Is there an example of nonassociative arithmetic addition? Are there any clear, accepted examples of operations that are appropriately defined as "addition" but are not associative? Although I can find references to abstract discussions of arithmetic systems with nonassociative addition behind paywalls (Non-Associative Arithmetics, I.M.H. Etherington 1949) or in obscure books (Arithmetic in a Number System with Completely Nonassociative Addition, Mary Bearden Williams 1958) that are not available to me, I cannot find any examples of such operations. 

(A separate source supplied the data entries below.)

//! ==============================================================================
//! parser.rs - serial frame parser
//! ==============================================================================
//!
//! purpose:
//!     turns the raw serial byte stream into readings. the remote sensor
//!     prints "<temp>,<hum>\r\n" (sometimes wrapped in braces) every ~10s.
//!     chunks arrive with arbitrary boundaries, so bytes are accumulated as
//!     upper-case hex pairs until a 0D 0A terminator shows up.
//!
//! frame handling:
//!     - the hex pairs before the terminator are decoded back to characters
//!     - anything that is not ascii alphanumeric, '.' or ',' is dropped
//!     - the rest is split on the comma and parsed as two floats
//!     - a frame that does not parse produces nothing (the sensor has no
//!       checksum, garbage lines are normal)
//!
//! relationships:
//!     - driven by: serial.rs (reader loop feeds chunks)
//!     - produces: domain.rs Reading (handed to cache.rs by the reader loop)
//!
//! ==============================================================================

use crate::domain::Reading;
use tracing::{debug, warn};

/// hex form of the "\r\n" frame terminator
const TERMINATOR_HEX: &str = "0D0A";

/// default cap on raw bytes buffered while waiting for a terminator
pub const DEFAULT_MAX_BUFFER_BYTES: usize = 1024;

pub struct FrameParser {
    /// upper-case hex pairs seen since the last terminator
    buffer: String,
    max_buffer_bytes: usize,
}

impl FrameParser {
    pub fn new(max_buffer_bytes: usize) -> Self {
        Self {
            buffer: String::new(),
            max_buffer_bytes: max_buffer_bytes.max(1),
        }
    }

    /// feed a chunk of serial bytes
    ///
    /// returns every reading completed by this chunk, in arrival order.
    /// malformed frames are consumed and silently dropped.
    pub fn feed(&mut self, chunk: &[u8]) -> Vec<Reading> {
        self.buffer.push_str(&hex::encode_upper(chunk));

        let mut readings = Vec::new();
        while let Some(end) = find_terminator(&self.buffer) {
            let frame: String = self.buffer.drain(..end + TERMINATOR_HEX.len()).collect();
            let text = decode_readable(&frame[..end]);
            match parse_frame(&text) {
                Some((temperature, humidity)) => {
                    readings.push(Reading::now(temperature, humidity));
                }
                None => debug!(frame = %text, "discarding malformed frame"),
            }
        }

        if self.buffered_bytes() > self.max_buffer_bytes {
            warn!(
                buffered = self.buffered_bytes(),
                cap = self.max_buffer_bytes,
                "no frame terminator within cap, dropping buffered bytes"
            );
            self.buffer.clear();
        }

        readings
    }

    /// raw bytes currently waiting for a terminator
    pub fn buffered_bytes(&self) -> usize {
        self.buffer.len() / 2
    }

    pub fn reset(&mut self) {
        self.buffer.clear();
    }
}

impl Default for FrameParser {
    fn default() -> Self {
        Self::new(DEFAULT_MAX_BUFFER_BYTES)
    }
}

/// position of the first terminator that starts on a byte boundary
fn find_terminator(hex_pairs: &str) -> Option<usize> {
    hex_pairs
        .match_indices(TERMINATOR_HEX)
        .map(|(i, _)| i)
        .find(|i| i % 2 == 0)
}

/// hex pairs -> readable string, keeping only digits, letters, '.' and ','
fn decode_readable(hex_pairs: &str) -> String {
    hex::decode(hex_pairs)
        .unwrap_or_default()
        .into_iter()
        .filter(|b| b.is_ascii_alphanumeric() || *b == b'.' || *b == b',')
        .map(char::from)
        .collect()
}

/// "<temp>,<hum>" -> (temp, hum)
fn parse_frame(text: &str) -> Option<(f64, f64)> {
    let (temp, hum) = text.split_once(',')?;
    let temperature: f64 = temp.parse().ok()?;
    let humidity: f64 = hum.parse().ok()?;
    if !temperature.is_finite() || !humidity.is_finite() {
        return None;
    }
    Some((temperature, humidity))
}

// ==============================================================================
// tests
// ==============================================================================
#[cfg(test)]
mod tests {
    use super::*;

    #[test]
    fn test_single_frame() {
        let mut parser = FrameParser::default();
        let readings = parser.feed(b"21.5,40.0\r\n");
        assert_eq!(readings.len(), 1);
        assert_eq!(readings[0].temperature, 21.5);
        assert_eq!(readings[0].humidity, 40.0);
        assert_eq!(readings[0].id, 0);
        assert_eq!(parser.buffered_bytes(), 0);
    }

    #[test]
    fn test_frame_split_across_chunks() {
        let mut parser = FrameParser::default();
        let mut readings = Vec::new();
        for b in b"22.25,55.5\r\n" {
            readings.extend(parser.feed(&[*b]));
        }
        assert_eq!(readings.len(), 1);
        assert_eq!(readings[0].temperature, 22.25);
        assert_eq!(readings[0].humidity, 55.5);
    }

    #[test]
    fn test_terminator_split_between_chunks() {
        let mut parser = FrameParser::default();
        assert!(parser.feed(b"18.0,60.0\r").is_empty());
        assert_eq!(parser.buffered_bytes(), 10);
        let readings = parser.feed(b"\n");
        assert_eq!(readings.len(), 1);
        assert_eq!(parser.buffered_bytes(), 0);
    }

    #[test]
    fn test_malformed_frame_is_discarded() {
        let mut parser = FrameParser::default();
        assert!(parser.feed(b"ab,3.0\r\n").is_empty());
        assert_eq!(parser.buffered_bytes(), 0);

        // the parser keeps working afterwards
        let readings = parser.feed(b"1.0,2.0\r\n");
        assert_eq!(readings.len(), 1);
    }

    #[test]
    fn test_missing_comma_and_empty_frames() {
        let mut parser = FrameParser::default();
        assert!(parser.feed(b"21.5\r\n").is_empty());
        assert!(parser.feed(b"\r\n").is_empty());
        assert!(parser.feed(b",\r\n").is_empty());
        assert!(parser.feed(b"1.0,2.0,3.0\r\n").is_empty());
    }

    #[test]
    fn test_non_finite_values_are_discarded() {
        let mut parser = FrameParser::default();
        assert!(parser.feed(b"NaN,40.0\r\n").is_empty());
        assert!(parser.feed(b"21.0,inf\r\n").is_empty());
    }

    #[test]
    fn test_decorations_are_dropped() {
        let mut parser = FrameParser::default();
        let readings = parser.feed(b"{ 23.4 , 45.6 }\r\n");
        assert_eq!(readings.len(), 1);
        assert_eq!(readings[0].temperature, 23.4);
        assert_eq!(readings[0].humidity, 45.6);
    }

    #[test]
    fn test_several_frames_in_one_chunk() {
        let mut parser = FrameParser::default();
        let readings = parser.feed(b"1.0,2.0\r\nxx,yy\r\n3.0,4.0\r\n5.0,");
        assert_eq!(readings.len(), 2);
        assert_eq!(readings[0].temperature, 1.0);
        assert_eq!(readings[1].temperature, 3.0);
        // "5.0," is still waiting for its terminator
        assert_eq!(parser.buffered_bytes(), 4);
    }

    #[test]
    fn test_misaligned_terminator_pattern_is_ignored() {
        // 0x30 0xD0 0xA1 encodes to "30D0A1" which contains "0D0A" at an odd index
        let mut parser = FrameParser::default();
        assert!(parser.feed(&[0x30, 0xD0, 0xA1]).is_empty());
        assert_eq!(parser.buffered_bytes(), 3);
    }

    #[test]
    fn test_overflow_clears_buffer() {
        let mut parser = FrameParser::new(8);
        assert!(parser.feed(b"123456789").is_empty());
        assert_eq!(parser.buffered_bytes(), 0);

        let readings = parser.feed(b"1.5,2.5\r\n");
        assert_eq!(readings.len(), 1);
    }

    #[test]
    fn test_reset() {
        let mut parser = FrameParser::default();
        parser.feed(b"12.0,");
        parser.reset();
        assert_eq!(parser.buffered_bytes(), 0);
        assert!(parser.feed(b"\r\n").is_empty());
    }
}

For comparison, a clear example of nonassociative multiplication is the cross product of vectors in three-dimensional Euclidean space. 
Machine floating point arithmetic is sometimes posited as an example of nonassociative addition or multiplication, but this seems a rather crude example because the lack of associativity is due to implementation-specific rounding errors, not an intrinsic nonassociativity of adding or multiplying real numbers.
 A: As explained in the comments by several contributors, in most standard definitions of mainstream algebraic structures and applications, addition is supposed or defined to be associative (even in near-rings, the first operation is supposed to form a group). It is a useful convention to follow but one can define and study algebras with one, two or more internal binary operations (and even-ary operations) without this restriction but it is wise to use other names.
The two references you found are related to a line of research called "genetic algebra" by some, also "evolution algebra". See MSC 2010 subject 17D92, 17DXX started mainly in the forties by Etherington.
One of the main ideas is the combination/fusion/recombination of two gametes two make one new organism (that's close to an addition, but is non-associative since the order in which your ancestors reproduce matters) as well as the idea of seing familiar numbers as projection of trees. Etherington's name is now associated with various families of trees or equivalently to certain kinds of parenthesizing schemes.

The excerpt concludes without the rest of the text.